Is Yawning Contagious

Yawning is a process in which the body takes in a fresh supply of oxygen. It is a common phenomenon which involves the wide opening of the mouth with a maximal widening of the jaw, together with a long and deep inhalation through mouth and nose, and everyone experiences it. It is also accompanied with stretching of limbs.

Yawing is more common in stressed people or the athletes before an event which requires alertness.

Yawning is also thought to be a sign of signalling a need for sleep. Researches do not support it though. It is also believed to communicate a shift in alertness or boredom, which induces drowsiness by stimulating the sleep generating system. Similarly, there are a lot of theories for why we yawn but the evidence for all are lacking.

Is Yawning Contagious

Yawning and Brain Cooling

Yawning regulates the temperature of the brain, it was postulated that yawning might cool down the brain when its temperature increases(6,7).

There is another theory that demonstrates that the number of times small parrots yawn contagiously increases when the temperature increase(3). In the study, 16 birds were exposed to 10 minutes period of changing temperature, four times. It was seen that the yawning positively correlated with ambient temperature. It suggests that yawning is a thermoregulatory behavior in homeotherms.

Patients with clinical disorders, such as multiple sclerosis, epilepsy, migraine, stress, anxiety, head trauma, and stroke experience excessive yawning with temporary cessation of symptoms. It is because these conditions lead to a rise in body temperature, which the body tries to correct by the way of yawning(8,9).

is Yawning Contagious?

Yawing on seeing another person yawn is an unintentional behavior

One theory states that unintentional behaviors can be by mirror neurons that help us learn physical behaviors. These neurons fire when an action is performed by someone. When someone yawn, the area of the brain housing mirror neurons light up.

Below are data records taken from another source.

#[cfg(test)]
mod tests {
    use super::*;
    use crate::infra::Bounds;
    use crate::planners::rl::{Direction, NUM_ACTIONS};
    use crate::state::{AgentState, BulletInfo, BulletOwner, EnemyInfo};

    fn world_at(agent: Vec2) -> WorldSnapshot {
        WorldSnapshot::new(AgentState::new(agent, Bounds::new(1280.0, 720.0)))
    }

    fn enemy(x: f32, y: f32, threat: bool) -> EnemyInfo {
        EnemyInfo {
            position: Vec2::new(x, y),
            velocity: Vec2::ZERO,
            threat,
        }
    }

    #[test]
    fn test_default_state_is_patrol() {
        assert_eq!(BehaviorState::default(), BehaviorState::Patrol);
    }

    #[test]
    fn test_config_validation() {
        assert!(FallbackConfig::default().validate().is_ok());
        let bad = FallbackConfig {
            hysteresis_margin: 0.0,
            ..FallbackConfig::default()
        };
        assert!(bad.validate().is_err());
        let bad = FallbackConfig {
            fire_range: 400.0,
            ..FallbackConfig::default()
        };
        assert!(bad.validate().is_err());
    }

    #[test]
    fn test_evade_scenario() {
        let machine = FallbackStateMachine::new(FallbackConfig {
            evade_distance: 50.0,
            ..FallbackConfig::default()
        });
        let mut world = world_at(Vec2::new(100.0, 100.0));
        world.enemies.push(enemy(110.0, 100.0, true));

        let (action, state) = machine.decide(&world, BehaviorState::Patrol);
        assert_eq!(state, BehaviorState::Evade);
        assert_eq!(action.direction(), Some(Direction::West));
    }

    #[test]
    fn test_hysteresis() {
        let machine = FallbackStateMachine::default();
        let enter = machine.config().evade_distance;
        let exit = machine.config().evade_exit_distance();
        assert!(exit > enter);

        let mut state = machine.transition(BehaviorState::Patrol, Some(enter - 1.0), None);
        assert_eq!(state, BehaviorState::Evade);

        // Oscillating around the entry threshold never leaves EVADE
        for d in [enter + 1.0, enter - 1.0, enter + 10.0, exit - 0.5, exit] {
            state = machine.transition(state, Some(d), None);
            assert_eq!(state, BehaviorState::Evade, "left evade at {d}");
        }

        state = machine.transition(state, Some(exit + 0.5), None);
        assert_eq!(state, BehaviorState::Patrol);

        // Re-entry still needs the strict entry distance
        state = machine.transition(state, Some(enter + 1.0), None);
        assert_eq!(state, BehaviorState::Patrol);
    }

    #[test]
    fn test_patrol_pursue_attack_chain() {
        let machine = FallbackStateMachine::default();
        let state = machine.transition(BehaviorState::Patrol, None, Some(250.0));
        assert_eq!(state, BehaviorState::Pursue);
        let state = machine.transition(state, None, Some(150.0));
        assert_eq!(state, BehaviorState::Attack);
        let state = machine.transition(state, None, Some(250.0));
        assert_eq!(state, BehaviorState::Pursue);
        let state = machine.transition(state, None, Some(900.0));
        assert_eq!(state, BehaviorState::Patrol);
    }

    #[test]
    fn test_evade_overrides_attack() {
        let machine = FallbackStateMachine::default();
        let state = machine.transition(BehaviorState::Attack, Some(20.0), Some(20.0));
        assert_eq!(state, BehaviorState::Evade);
    }

    #[test]
    fn test_attack_fires() {
        let machine = FallbackStateMachine::default();
        let mut world = world_at(Vec2::new(300.0, 500.0));
        world.enemies.push(enemy(450.0, 420.0, false));

        let (action, state) = machine.decide(&world, BehaviorState::Pursue);
        assert_eq!(state, BehaviorState::Attack);
        assert!(action.fires());
        assert!(action.direction().is_some());
    }

    #[test]
    fn test_aligned_target_fires_while_pursuing() {
        let machine = FallbackStateMachine::default();
        let mut world = world_at(Vec2::new(300.0, 600.0));
        // Straight above, outside fire range but inside pursue range
        world.enemies.push(enemy(300.0, 350.0, false));

        let (action, state) = machine.decide(&world, BehaviorState::Patrol);
        assert_eq!(state, BehaviorState::Pursue);
        assert!(action.fires());
        assert_eq!(action.direction(), Some(Direction::North));
    }

    #[test]
    fn test_hostile_bullet_triggers_evade() {
        let machine = FallbackStateMachine::default();
        let mut world = world_at(Vec2::new(640.0, 400.0));
        world.bullets.push(BulletInfo {
            position: Vec2::new(640.0, 350.0),
            velocity: Vec2::new(0.0, 6.0),
            owner: BulletOwner::Enemy,
        });

        let (action, state) = machine.decide(&world, BehaviorState::Patrol);
        assert_eq!(state, BehaviorState::Evade);
        assert_eq!(action.direction(), Some(Direction::South));
    }

    #[test]
    fn test_actions_always_in_set() {
        let machine = FallbackStateMachine::default();
        let mut state = BehaviorState::Patrol;
        let mut world = world_at(Vec2::new(200.0, 500.0));
        world.enemies.push(enemy(600.0, 100.0, true));
        for frame in 0..400u64 {
            world.stats.elapsed_frames = frame;
            world.enemies[0].position = Vec2::new(600.0 - frame as f32, 100.0 + frame as f32);
            let (action, next) = machine.decide(&world, state);
            assert!(action.index() < NUM_ACTIONS);
            state = next;
        }
    }

    #[test]
    fn test_low_health_retreats_without_firing() {
        let machine = FallbackStateMachine::default();
        let mut world = world_at(Vec2::new(640.0, 600.0));
        world.agent.health = 1;
        // Not a threat, well inside fire range
        world.enemies.push(enemy(640.0, 450.0, false));

        let (action, state) = machine.decide(&world, BehaviorState::Pursue);
        assert_eq!(state, BehaviorState::Attack);
        assert!(!action.fires());
        // Safe zone is (640, 640)
        assert_eq!(action.direction(), Some(Direction::South));

        world.agent.position = Vec2::new(640.0, 640.0);
        let (action, _) = machine.decide(&world, BehaviorState::Attack);
        assert_eq!(action, ActionId::NO_OP);
    }

    #[test]
    fn test_low_health_evades_distant_threat() {
        let machine = FallbackStateMachine::default();
        let mut world = world_at(Vec2::new(640.0, 400.0));
        world.agent.health = 1;
        // Outside the evade distance, still a threat
        world.enemies.push(enemy(520.0, 400.0, true));

        let (action, state) = machine.decide(&world, BehaviorState::Patrol);
        assert_ne!(state, BehaviorState::Evade);
        assert!(!action.fires());
        assert_eq!(action.direction(), Some(Direction::East));
    }

    #[test]
    fn test_healthy_agent_still_attacks() {
        let machine = FallbackStateMachine::default();
        let mut world = world_at(Vec2::new(640.0, 600.0));
        world.agent.health = 2;
        world.enemies.push(enemy(640.0, 450.0, false));
        let (action, _) = machine.decide(&world, BehaviorState::Attack);
        assert!(action.fires());
    }

    #[test]
    fn test_decide_is_pure() {
        let machine = FallbackStateMachine::default();
        let mut world = world_at(Vec2::new(200.0, 500.0));
        world.enemies.push(enemy(260.0, 380.0, false));
        world.stats.elapsed_frames = 77;
        let a = machine.decide(&world, BehaviorState::Pursue);
        let b = machine.decide(&world, BehaviorState::Pursue);
        assert_eq!(a, b);
    }
}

The contagious factor of yawning is still unclear. But actually on seeing someone else yawn you involuntarily stretch out your mouth. Scientists are not yet able to figure out, why we yawn or why do we catch a yawn if someone else is yawning.

The most popular theory for contagious yawning is linked with empathy. Subjects, who yawned in response to observing others yawn, exhibited higher empathy values(1).
Contagious yawning was not seen in children below 4 years. According to a study done, it was also found that young people with autism, who had trouble feeling empathy, were less likely to yawn contagiously than those without autism(2). Also, those with severe autism showed less contagious yawning than those with milder symptoms of autism. Similarly it was seen occurring less in those suffering from schizophrenia.

There is another study which shows that younger you are more likely you are to catch yawns off your co-workers. During the study, 328 people were shown a 3 minute video of people yawning. It was observed that 82 percent of those under, 25 years of age contagiously yawned while 60 percent of people aged 25-49 years contagiously yawned. Only 41 percent of people above 50 years were seen yawning contagiously(5).

Yawning is actually contagious. Sit in a room full of tired people and watch if one person yawns, how long it takes to spread throughout the room. In some time you might find all of them speaking the same language.